Green Leader Elizabeth May sat down with Vassy Kapelos last week for a leaders’ edition of the Power Lunch.

Green Party Leader Elizabeth May doesn’t much like politics. She says, in fact, that there are many other jobs she’d rather have.

So why does she stay in it?

“Because I have to save the whole world and we’re running out of time,” she told Power & Politics host Vassy Kapelos over lunch last week. “I loved practising law when I practised law. But I think my job would be the one I was on a path to do before I got involved in politics, which is to be an Anglican priest.”

May has been at the helm of the federal Greens since 2006, and was elected to the House of Commons in 2011.

Federally and provincially, the Greens have seen their support grow in the last year. Paul Manly was elected as the party’s second MP in May, and numerous Greens are now sitting in provincial legislatures across the country.The party currently sits at about 11 per cent in the CBC Poll Tracker, which is an aggregate of all publicly available polling data. That compares to 13.8 per cent for the NDP and about 34 per cent each for the Liberals and Conservatives.But with that surge in support comes heightened scrutiny — most notably from the NDP.

Along with her alternative career prospects, May discussed Canada’s engagement with NATO and what she would do with the Trans Mountain pipeline expansion project.

Here is May’s full exchange with Power & Politics host Vassy Kapelos:

CLIMATE CHANGE

Kapelos:  The big issue that I’m sure you get tons of questions on … (is) climate policy. If you’re trying to explain to the crowd of people who don’t live and breathe the science around it why it will be so devastating for the Earth to rise in temperature more than one point five degrees by 2030 … How do you explain it to people?

May: There’s a red line in the atmosphere. We don’t know exactly where it is but (if) we go over it in terms of warming gases, we can unleash something unstoppable. Self-accelerating, called runaway global warming. So the messaging of the 1990s — we can avoid climate change if we take action — has changed to, ‘because we haven’t taken action, it’s gotten much, much worse.’ And that’s why the urgency is greater and the consequences are much more severe than they would have been had we taken action, when we first committed to (it) in 1992.

Kapelos: You said to my colleague Don yesterday that if you, if you’re in the position where you have to, quote-unquote, prop up a minority government, that you wouldn’t do it, given the climate policies of each of the parties right now. Does that mean that in order for you to support whomever forms that (government) … that their policy would have to match yours?

May: The target would have to match and there are many ways of saving ourselves. There are a million different strategies and policies one could employ. You could decide, to heck with a carbon tax, we’re just going to ration carbon. Clean, simple, draconian. It would work, but I don’t think people would like it. But the main thing is, our current climate target in this country is half of what we need to do. And we haven’t achieved that yet.

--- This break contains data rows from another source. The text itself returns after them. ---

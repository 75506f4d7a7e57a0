//! Search control — stop flag and time management.

use std::sync::atomic::{AtomicBool, AtomicI32, Ordering};
use std::sync::{Arc, Mutex};
use std::time::{Duration, Instant};

/// Controls when a search should stop.
///
/// Checked periodically by the search (every 2048 nodes) to decide
/// whether to abort. Supports two modes:
/// - **Infinite**: no time pressure, only responds to external stop flag
/// - **Timed**: clock starts immediately, bounded by a soft/hard budget
pub struct SearchControl {
    stopped: Arc<AtomicBool>,
    clock_active: AtomicBool,
    start: Mutex<Option<Instant>>,
    soft_limit: Option<Duration>,
    hard_limit: Option<Duration>,
    soft_scale: AtomicI32,
}

impl SearchControl {
    /// Create control without time limits; only the external stop flag can end the search.
    pub fn new_infinite(stopped: Arc<AtomicBool>) -> Self {
        Self {
            stopped,
            clock_active: AtomicBool::new(false),
            start: Mutex::new(None),
            soft_limit: None,
            hard_limit: None,
            soft_scale: AtomicI32::new(100),
        }
    }

    /// Create control with time limits; clock starts immediately.
    pub fn new_timed(stopped: Arc<AtomicBool>, soft: Duration, hard: Duration) -> Self {
        Self {
            stopped,
            clock_active: AtomicBool::new(true),
            start: Mutex::new(Some(Instant::now())),
            soft_limit: Some(soft),
            hard_limit: Some(hard),
            soft_scale: AtomicI32::new(100),
        }
    }

    /// Check whether the search should abort immediately.
    ///
    /// Returns `true` if:
    /// - The external stop flag was set, OR
    /// - The clock is active and the hard limit has been exceeded
    ///   (checked only every 2048 nodes for performance)
    ///
    /// When the hard limit fires, the stop flag is set so subsequent
    /// calls return immediately without re-checking the clock.
    pub fn should_stop(&self, nodes: u64) -> bool {
        if self.stopped.load(Ordering::Relaxed) {
            return true;
        }

        // Only check the clock every 2048 nodes
        if nodes & 2047 != 0 {
            return false;
        }

        if !self.clock_active.load(Ordering::Acquire) {
            return false;
        }

        if let Some(hard) = self.hard_limit
            && self.elapsed() >= hard
        {
            self.stopped.store(true, Ordering::Release);
            return true;
        }

        false
    }

    /// Update the soft limit scaling factor (in hundredths).
    ///
    /// 100 = neutral (1.0x), 60 = play faster (0.6x), 180 = think longer (1.8x).
    pub fn update_soft_scale(&self, scale_hundredths: i32) {
        self.soft_scale.store(scale_hundredths, Ordering::Relaxed);
    }

    /// Check whether iterative deepening should start a new iteration.
    ///
    /// Called between ID iterations. Returns `true` if the effective soft limit
    /// has been exceeded (meaning we likely don't have time for another full
    /// iteration).
    ///
    /// The effective soft limit is computed as:
    /// ```text
    /// effective = soft * soft_scale/100
    /// ```
    /// and is then clamped to the hard limit so that stability scaling (e.g.
    /// 250%) can never push the engine past its hard budget.
    pub fn should_stop_iterating(&self) -> bool {
        if self.stopped.load(Ordering::Relaxed) {
            return true;
        }

        if !self.clock_active.load(Ordering::Acquire) {
            return false;
        }

        if let Some(soft) = self.soft_limit {
            let scale = self.soft_scale.load(Ordering::Relaxed);
            let effective_ms = (soft.as_millis() as i64 * scale as i64 / 100) as u64;
            let mut effective = Duration::from_millis(effective_ms);

            // Clamp effective soft limit by the hard limit so that stability
            // scaling (e.g. 250%) cannot exceed the hard budget.
            if let Some(hard) = self.hard_limit {
                effective = effective.min(hard);
            }

            return self.elapsed() >= effective;
        }

        false
    }

    /// Elapsed time since the clock was activated.
    ///
    /// Returns [`Duration::ZERO`] if the clock has not been activated.
    pub fn elapsed(&self) -> Duration {
        self.start
            .lock()
            .expect("start mutex poisoned")
            .map_or(Duration::ZERO, |s| s.elapsed())
    }

    /// Reference to the shared stop flag.
    pub fn stop_flag(&self) -> &Arc<AtomicBool> {
        &self.stopped
    }
}

#[cfg(test)]
mod tests {
    use super::*;
    use std::time::Duration;

    #[test]
    fn soft_scale_60_fires_earlier() {
        let stopped = Arc::new(AtomicBool::new(false));
        let control = SearchControl::new_timed(
            stopped,
            Duration::from_secs(10),
            Duration::from_secs(30),
        );
        control.update_soft_scale(60);
        // Effective soft = 10s * 0.6 = 6s
        // Since we just created it, elapsed ~ 0, should not stop yet
        assert!(!control.should_stop_iterating());
    }

    #[test]
    fn soft_scale_does_not_affect_hard() {
        let stopped = Arc::new(AtomicBool::new(false));
        let control = SearchControl::new_timed(
            stopped,
            Duration::from_secs(10),
            Duration::from_secs(30),
        );
        control.update_soft_scale(1); // Very aggressive scale
        // Hard limit is unaffected by soft scale
        assert!(!control.should_stop(2048)); // check at node 2048
    }

    /// Effective soft (10s * 2.5 = 25s) must be clamped to hard (5s).
    /// Since elapsed ~0 the call returns false, but the test also verifies the
    /// clamping path does not panic with a hard < soft configuration.
    #[test]
    fn soft_scale_clamped_by_hard_limit() {
        let stopped = Arc::new(AtomicBool::new(false));
        let control = SearchControl::new_timed(
            stopped,
            Duration::from_secs(10),
            Duration::from_secs(5),
        );
        control.update_soft_scale(250); // would give 25s without clamping
        // Effective = min(10s * 2.5, 5s) = 5s. Elapsed ~0 → should not stop.
        assert!(!control.should_stop_iterating());
    }
}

Kapelos: It’s kind of hypothetical but right now there’s a lot of people talking and speculating that that could very much be the case. So as long as they were to agree to your targets, you’d entertain discussions, is that accurate?

May: It’s not a question of propping up a government in the context of our Westminster parliamentary democracy. We tend to use words like ‘prop up’ and … people say well, they’ll just take any … a little crumb off the table so they get power. No. Actually no. The only thing we’re interested in as Greens is making sure that we are protecting Canada from an imminent threat and that imminent threat is the climate crisis.